▶ TO DO
When you answer, copy every line of the listing below exactly.
>>>>>
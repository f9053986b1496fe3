//! Arbor - a buffer-pool backed concurrent B+Tree index
//!
//! This crate provides a disk-oriented storage core: a page cache with a
//! pluggable eviction policy, RAII page guards, and a B+Tree index built
//! entirely on top of that cache.
//!
//! # Architecture
//!
//! The system is organized into three layers:
//!
//! - **Storage Layer** (`storage`): Handles disk I/O
//!   - `DiskManager`: Reads, writes, allocates and frees pages in a database file
//!   - `DiskScheduler`: Background worker that serializes disk requests
//!
//! - **Buffer Pool** (`buffer`): Memory management for database pages
//!   - `BufferPoolManager`: Fetches pages from disk and caches them in memory
//!   - `ArcReplacer`: Adaptive Replacement Cache eviction policy
//!   - `ClockReplacer`: Second-chance clock eviction policy
//!   - `ReadPageGuard`/`WritePageGuard`: RAII guards for thread-safe page access
//!
//! - **Index** (`index`): B+Tree over fixed-width keys
//!   - `BPlusTree`: Search, insert, delete and ordered iteration with latch crabbing
//!   - `LeafPage`/`InternalPage`/`HeaderPage`: On-page layouts
//!
//! # Example
//!
//! ```rust,no_run
//! use std::sync::Arc;
//! use arbor::buffer::BufferPoolManager;
//! use arbor::index::{BPlusTree, BPlusTreeOptions, IntegerComparator};
//! use arbor::storage::disk::DiskManager;
//! use arbor::{PageId, RecordId, SlotId};
//!
//! let disk_manager = Arc::new(DiskManager::new("index.db").unwrap());
//! let bpm = Arc::new(BufferPoolManager::new(64, disk_manager));
//!
//! let tree = BPlusTree::new(bpm, IntegerComparator, BPlusTreeOptions::default()).unwrap();
//! let rid = RecordId::new(PageId::new(7), SlotId::new(3));
//! tree.insert(&IntegerComparator::key(42), rid).unwrap();
//!
//! assert_eq!(tree.get_value(&IntegerComparator::key(42)).unwrap(), Some(rid));
//! for entry in tree.begin().unwrap() {
//!     let (key, rid) = entry.unwrap();
//!     println!("{:?} -> {:?}", key, rid);
//! }
//! ```

pub mod buffer;
pub mod common;
pub mod index;
pub mod storage;

// Re-export commonly used types at the crate root
pub use common::{ArborError, PageId, RecordId, Result, SlotId};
<<<<<
▶ ANSWER SPACE
repository f9053986b1496fe3
//! Arbor - a buffer-pool backed concurrent B+Tree index
//!
//! This crate provides a disk-oriented storage core: a page cache with a
//! pluggable eviction policy, RAII page guards, and a B+Tree index built
//! entirely on top of that cache.
//!
//! # Architecture
//!
//! The system is organized into three layers:
//!
//! - **Storage Layer** (`storage`): Handles disk I/O
//!   - `DiskManager`: Reads, writes, allocates and frees pages in a database file
//!   - `DiskScheduler`: Background worker that serializes disk requests
//!
//! - **Buffer Pool** (`buffer`): Memory management for database pages
//!   - `BufferPoolManager`: Fetches pages from disk and caches them in memory
//!   - `ArcReplacer`: Adaptive Replacement Cache eviction policy
//!   - `ClockReplacer`: Second-chance clock eviction policy
//!   - `ReadPageGuard`/`WritePageGuard`: RAII guards for thread-safe page access
//!
//! - **Index** (`index`): B+Tree over fixed-width keys
//!   - `BPlusTree`: Search, insert, delete and ordered iteration with latch crabbing
//!   - `LeafPage`/`InternalPage`/`HeaderPage`: On-page layouts
//!
//! # Example
//!
//! ```rust,no_run
//! use std::sync::Arc;
//! use arbor::buffer::BufferPoolManager;
//! use arbor::index::{BPlusTree, BPlusTreeOptions, IntegerComparator};
//! use arbor::storage::disk::DiskManager;
//! use arbor::{PageId, RecordId, SlotId};
//!
//! let disk_manager = Arc::new(DiskManager::new("index.db").unwrap());
//! let bpm = Arc::new(BufferPoolManager::new(64, disk_manager));
//!
//! let tree = BPlusTree::new(bpm, IntegerComparator, BPlusTreeOptions::default()).unwrap();
//! let rid = RecordId::new(PageId::new(7), SlotId::new(3));
//! tree.insert(&IntegerComparator::key(42), rid).unwrap();
//!
//! assert_eq!(tree.get_value(&IntegerComparator::key(42)).unwrap(), Some(rid));
//! for entry in tree.begin().unwrap() {
//!     let (key, rid) = entry.unwrap();
//!     println!("{:?} -> {:?}", key, rid);
//! }
//! ```

pub mod buffer;
pub mod common;
pub mod index;
pub mod storage;

// Re-export commonly used types at the crate root
pub use common::{ArborError, PageId, RecordId, Result, SlotId};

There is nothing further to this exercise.